Habitués aux démonstrations de force depuis la première campagne présidentielle de Donald Trump en 2016, ils viennent régulièrement en ville pour en découdre.

Or certains d’entre eux ont appelé à des rassemblements ce week-end près de Portland, dans un contexte particulièrement tendu.

« C’est eux que la police va protéger, pas nous, c’est effrayant. Qu’est ce qu’on peut faire ? », lance Fran.

Aaron Danielson, 39 ans, un partisan d’un de ces groupuscules nommé Patriot Prayer, a été tué par balle la semaine dernière à Portland, en marge d’un défilé.

Un homme de 48 ans suspecté de ce meurtre, qui se proclamait « antifasciste » sur les réseaux sociaux, a été abattu jeudi par la police qui était à sa recherche dans l’État voisin de Washington. Michael Reinoehl aurait tenté de s’enfuir et empoigné une arme à feu lorsqu’il a été tué.

« J’ai peur.

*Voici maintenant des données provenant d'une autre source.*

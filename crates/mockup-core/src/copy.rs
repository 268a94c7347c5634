//! Bounded copy from an archive entry into a file.
//!
//! Read failures come from decoding the archive and are reported as
//! `Format`; write failures come from storage and stay `Io`.

use std::io::Read;
use std::io::Write;
use std::io::{self};

use crate::ExtractionError;
use crate::error::QuotaResource;

/// Buffer size for entry copies (64KB).
const COPY_BUFFER_SIZE: usize = 64 * 1024;

/// Reusable buffer shared by every entry of one extraction.
#[derive(Debug)]
pub struct CopyBuffer {
    buf: Box<[u8]>,
}

impl CopyBuffer {
    /// Creates a new zeroed copy buffer.
    #[must_use]
    pub fn new() -> Self {
        Self {
            buf: vec![0u8; COPY_BUFFER_SIZE].into_boxed_slice(),
        }
    }

    /// Returns the buffer size in bytes.
    #[must_use]
    pub fn size(&self) -> usize {
        self.buf.len()
    }
}

impl Default for CopyBuffer {
    fn default() -> Self {
        Self::new()
    }
}

/// Copies at most `limit` bytes from `reader` to `writer`.
///
/// Returns the number of bytes copied. Data beyond `limit` is never read,
/// so the caller decides whether hitting the limit is an error.
///
/// # Errors
///
/// - `Format` if the reader fails (corrupt or undecodable entry data)
/// - `Io` if the writer fails
///
/// # Examples
///
/// ```
/// use mockup_core::copy::{CopyBuffer, copy_bounded};
///
/// let mut buffer = CopyBuffer::new();
/// let mut out = Vec::new();
/// let copied = copy_bounded(&mut &b"abcdef"[..], &mut out, 4, &mut buffer)?;
/// assert_eq!(copied, 4);
/// assert_eq!(out, b"abcd");
/// # Ok::<(), mockup_core::ExtractionError>(())
/// ```
pub fn copy_bounded<R: Read, W: Write>(
    reader: &mut R,
    writer: &mut W,
    limit: u64,
    buffer: &mut CopyBuffer,
) -> Result<u64, ExtractionError> {
    let mut limited = reader.take(limit);
    let mut total: u64 = 0;

    loop {
        let bytes_read = match limited.read(&mut buffer.buf) {
            Ok(0) => break,
            Ok(n) => n,
            Err(e) if e.kind() == io::ErrorKind::Interrupted => continue,
            Err(e) => {
                return Err(ExtractionError::Format(format!(
                    "cannot decode entry data: {e}"
                )));
            }
        };

        writer
            .write_all(&buffer.buf[..bytes_read])
            .map_err(ExtractionError::Io)?;

        total = total
            .checked_add(bytes_read as u64)
            .ok_or(ExtractionError::QuotaExceeded {
                resource: QuotaResource::IntegerOverflow,
            })?;
    }

    Ok(total)
}
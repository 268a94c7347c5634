//! Path filtering logic for mockup packaging.

use std::path::Component;
use std::path::Path;

/// Checks if a path is hidden (file name starts with '.').
///
/// Only the final component is inspected; hidden ancestors are pruned by
/// the walker before their children are visited.
///
/// # Examples
///
/// ```
/// use mockup_core::creation::filters;
/// use std::path::Path;
///
/// assert!(filters::is_hidden(Path::new(".gitignore")));
/// assert!(filters::is_hidden(Path::new("dir/.hidden")));
/// assert!(!filters::is_hidden(Path::new("visible.html")));
/// ```
#[must_use]
pub fn is_hidden(path: &Path) -> bool {
    path.file_name()
        .is_some_and(|name| name.as_encoded_bytes().first() == Some(&b'.'))
}

/// Computes the archive name of `path` relative to `root`.
///
/// Components are joined with `/` on every platform. Returns `None` when
/// `path` is not under `root` or is `root` itself.
///
/// # Examples
///
/// ```
/// use mockup_core::creation::filters::archive_name;
/// use std::path::Path;
///
/// let name = archive_name(Path::new("/site/css/main.css"), Path::new("/site"));
/// assert_eq!(name.as_deref(), Some("css/main.css"));
/// ```
#[must_use]
pub fn archive_name(path: &Path, root: &Path) -> Option<String> {
    let relative = path.strip_prefix(root).ok()?;
    let parts: Vec<_> = relative
        .components()
        .filter_map(|component| match component {
            Component::Normal(part) => Some(part.to_string_lossy()),
            _ => None,
        })
        .collect();

    if parts.is_empty() {
        None
    } else {
        Some(parts.join("/"))
    }
}
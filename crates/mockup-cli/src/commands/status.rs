//! Status command implementation.

use std::path::PathBuf;

use anyhow::Result;
use serde::Serialize;

use super::open_store;
use crate::cli::Cli;
use crate::error::convert_client_error;
use crate::output::OutputFormatter;

/// Stored session as shown to the user.
#[derive(Debug, Serialize)]
pub struct SessionStatus {
    pub server: String,
    pub logged_in: bool,
    pub config_path: PathBuf,
}

pub fn execute(cli: &Cli, formatter: &dyn OutputFormatter) -> Result<()> {
    let store = open_store(cli)?;
    let credential = store.load().map_err(convert_client_error)?;

    let status = SessionStatus {
        server: credential.resolve_server(None),
        logged_in: credential.is_logged_in(),
        config_path: store.path().to_path_buf(),
    };
    formatter.format_status(&status)
}
//! In-memory mockup archives and the directory builder that produces them.

use std::path::Path;

use tracing::debug;

use crate::ArchiveError;
use crate::config::has_extension;
use crate::creation::walker::MockupWalker;
use crate::creation::zip::write_zip;

/// Content of one archive entry.
#[derive(Debug, Clone, PartialEq, Eq)]
pub enum EntryKind {
    /// Regular file with its full content.
    File(Vec<u8>),
    /// Directory marker.
    Directory,
}

/// One named entry of a mockup archive.
#[derive(Debug, Clone, PartialEq, Eq)]
pub struct ArchiveEntry {
    /// Relative, `/`-separated path.
    pub path: String,
    /// Entry content.
    pub kind: EntryKind,
}

/// An ordered set of relative paths and their contents, held fully in
/// memory until it is serialized for transfer.
///
/// File paths are unique: adding a file under an existing path replaces
/// the earlier content in place.
#[derive(Debug, Clone, Default, PartialEq, Eq)]
pub struct MockupArchive {
    entries: Vec<ArchiveEntry>,
}

impl MockupArchive {
    /// Creates an empty archive.
    #[must_use]
    pub fn new() -> Self {
        Self::default()
    }

    /// Adds or replaces a file entry.
    pub fn add_file(&mut self, path: impl Into<String>, content: Vec<u8>) {
        let path = path.into();
        if let Some(existing) = self
            .entries
            .iter_mut()
            .find(|entry| entry.path == path && matches!(entry.kind, EntryKind::File(_)))
        {
            existing.kind = EntryKind::File(content);
            return;
        }
        self.entries.push(ArchiveEntry {
            path,
            kind: EntryKind::File(content),
        });
    }

    /// Adds a directory marker.
    pub fn add_directory(&mut self, path: impl Into<String>) {
        self.entries.push(ArchiveEntry {
            path: path.into(),
            kind: EntryKind::Directory,
        });
    }

    /// Returns the entries in insertion order.
    #[must_use]
    pub fn entries(&self) -> &[ArchiveEntry] {
        &self.entries
    }

    /// Returns the number of entries, directory markers included.
    #[must_use]
    pub fn len(&self) -> usize {
        self.entries.len()
    }

    /// Returns `true` if the archive has no entries.
    #[must_use]
    pub fn is_empty(&self) -> bool {
        self.entries.is_empty()
    }

    /// Returns the number of file entries.
    #[must_use]
    pub fn file_count(&self) -> usize {
        self.entries
            .iter()
            .filter(|entry| matches!(entry.kind, EntryKind::File(_)))
            .count()
    }

    /// Returns the sum of file content sizes.
    #[must_use]
    pub fn content_size(&self) -> u64 {
        self.entries
            .iter()
            .map(|entry| match &entry.kind {
                EntryKind::File(content) => content.len() as u64,
                EntryKind::Directory => 0,
            })
            .sum()
    }

    /// Returns `true` if some file name ends in `.extension`
    /// (case-insensitive).
    #[must_use]
    pub fn has_file_with_extension(&self, extension: &str) -> bool {
        self.entries.iter().any(|entry| {
            matches!(entry.kind, EntryKind::File(_)) && has_extension(&entry.path, extension)
        })
    }

    /// Serializes the archive into ZIP bytes for transfer.
    pub fn to_zip_bytes(&self) -> Result<Vec<u8>, ArchiveError> {
        write_zip(self)
    }
}

/// Builds a [`MockupArchive`] from a directory tree.
///
/// Hidden entries (names starting with `.`) are left out, hidden
/// directories with their whole subtree. Every surviving file is read into
/// memory; the first read or walk failure aborts the build.
///
/// # Examples
///
/// ```no_run
/// use mockup_core::ArchiveBuilder;
///
/// let archive = ArchiveBuilder::new("./site").build()?;
/// println!("{} entries", archive.len());
/// # Ok::<(), mockup_core::ArchiveError>(())
/// ```
#[derive(Debug)]
pub struct ArchiveBuilder<'a> {
    root: &'a Path,
    directory_markers: bool,
}

impl<'a> ArchiveBuilder<'a> {
    /// Creates a builder for the tree rooted at `root`.
    #[must_use]
    pub fn new<P: AsRef<Path> + ?Sized>(root: &'a P) -> Self {
        Self {
            root: root.as_ref(),
            directory_markers: true,
        }
    }

    /// Controls whether subdirectories get explicit directory entries.
    #[must_use]
    pub fn directory_markers(mut self, enabled: bool) -> Self {
        self.directory_markers = enabled;
        self
    }

    /// Walks the tree and reads every visible file.
    ///
    /// # Errors
    ///
    /// Returns `ArchiveError` on the first unreadable file or failed walk
    /// step; no partial archive is returned.
    pub fn build(&self) -> Result<MockupArchive, ArchiveError> {
        let mut archive = MockupArchive::new();

        for entry in MockupWalker::new(self.root).walk() {
            let entry = entry?;
            if entry.is_dir {
                if self.directory_markers {
                    archive.add_directory(entry.archive_name);
                }
                continue;
            }

            let content = std::fs::read(&entry.path).map_err(|source| ArchiveError::Io {
                path: entry.path.clone(),
                source,
            })?;
            archive.add_file(entry.archive_name, content);
        }

        debug!(
            root = %self.root.display(),
            entries = archive.len(),
            bytes = archive.content_size(),
            "built mockup archive"
        );
        Ok(archive)
    }
}

#[cfg(test)]
#[allow(clippy::unwrap_used)]
mod tests {
    use super::*;
    use std::fs;
    use tempfile::TempDir;

    #[test]
    fn test_build_flat_directory() {
        let temp = TempDir::new().unwrap();
        fs::write(temp.path().join("index.html"), "<h1>hi</h1>").unwrap();
        fs::write(temp.path().join("style.css"), "body{}").unwrap();

        let archive = ArchiveBuilder::new(temp.path()).build().unwrap();
        assert_eq!(archive.len(), 2);
        assert_eq!(archive.file_count(), 2);
        assert!(archive.has_file_with_extension("html"));
        assert_eq!(
            archive.entries()[0],
            ArchiveEntry {
                path: "index.html".into(),
                kind: EntryKind::File(b"<h1>hi</h1>".to_vec()),
            }
        );
    }

    #[test]
    fn test_build_nested_with_markers() {
        let temp = TempDir::new().unwrap();
        fs::create_dir_all(temp.path().join("assets/img")).unwrap();
        fs::write(temp.path().join("assets/img/logo.svg"), "<svg/>").unwrap();
        fs::write(temp.path().join("index.html"), "x").unwrap();

        let archive = ArchiveBuilder::new(temp.path()).build().unwrap();
        let paths: Vec<_> = archive.entries().iter().map(|e| e.path.as_str()).collect();
        assert_eq!(
            paths,
            vec!["assets", "assets/img", "assets/img/logo.svg", "index.html"]
        );

        let files_only = ArchiveBuilder::new(temp.path())
            .directory_markers(false)
            .build()
            .unwrap();
        assert_eq!(files_only.len(), 2);
    }

    #[test]
    fn test_build_excludes_hidden() {
        let temp = TempDir::new().unwrap();
        fs::write(temp.path().join("index.html"), "x").unwrap();
        fs::write(temp.path().join(".DS_Store"), "x").unwrap();
        fs::create_dir(temp.path().join(".git")).unwrap();
        fs::write(temp.path().join(".git/config"), "x").unwrap();

        let archive = ArchiveBuilder::new(temp.path()).build().unwrap();
        assert_eq!(archive.len(), 1);
    }

    #[test]
    fn test_build_missing_directory_fails() {
        let temp = TempDir::new().unwrap();
        let result = ArchiveBuilder::new(&temp.path().join("nope")).build();
        assert!(result.is_err());
    }

    #[cfg(unix)]
    #[test]
    fn test_build_unreadable_file_aborts() {
        use std::os::unix::fs::PermissionsExt;

        let temp = TempDir::new().unwrap();
        let secret = temp.path().join("secret.html");
        fs::write(&secret, "x").unwrap();
        fs::set_permissions(&secret, fs::Permissions::from_mode(0o000)).unwrap();

        // root can read anything; only assert when permissions are enforced
        if fs::read(&secret).is_err() {
            let result = ArchiveBuilder::new(temp.path()).build();
            assert!(matches!(result, Err(ArchiveError::Io { .. })));
        }
    }

    #[cfg(unix)]
    #[test]
    fn test_build_leaves_out_symlinks() {
        let temp = TempDir::new().unwrap();
        fs::write(temp.path().join("secret.txt"), "AWS_KEY=xyz").unwrap();
        fs::create_dir(temp.path().join("shared")).unwrap();
        fs::write(temp.path().join("shared/logo.svg"), "<svg/>").unwrap();
        let site = temp.path().join("site");
        fs::create_dir(&site).unwrap();
        fs::write(site.join("index.html"), "x").unwrap();
        std::os::unix::fs::symlink("../secret.txt", site.join("notes.txt")).unwrap();
        std::os::unix::fs::symlink("../shared", site.join("assets")).unwrap();

        let archive = ArchiveBuilder::new(&site).build().unwrap();
        assert_eq!(
            archive.entries(),
            &[ArchiveEntry {
                path: "index.html".into(),
                kind: EntryKind::File(b"x".to_vec()),
            }]
        );
    }

    #[test]
    fn test_add_file_replaces_same_path() {
        let mut archive = MockupArchive::new();
        archive.add_file("index.html", b"old".to_vec());
        archive.add_file("index.html", b"new".to_vec());
        assert_eq!(archive.len(), 1);
        assert_eq!(archive.content_size(), 3);
        assert_eq!(archive.entries()[0].kind, EntryKind::File(b"new".to_vec()));
    }
}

On combat ces fascistes depuis des années à Portland mais ça n’a jamais été comme ça », assure Barak, manifestant de la première heure.

« Pour eux, quelqu’un qui dit “Black Lives Matter” (les vies noires comptent) c’est une attaque personnelle, ils ne prennent pas ça comme une revendication pour l’égalité mais comme une menace », estime le jeune travailleur social, enfant d’immigrés égyptiens.

« Pourtant ce sont des gens de la classe ouvrière, ils devraient vraiment avoir les mêmes buts que nous », déplore-t-il.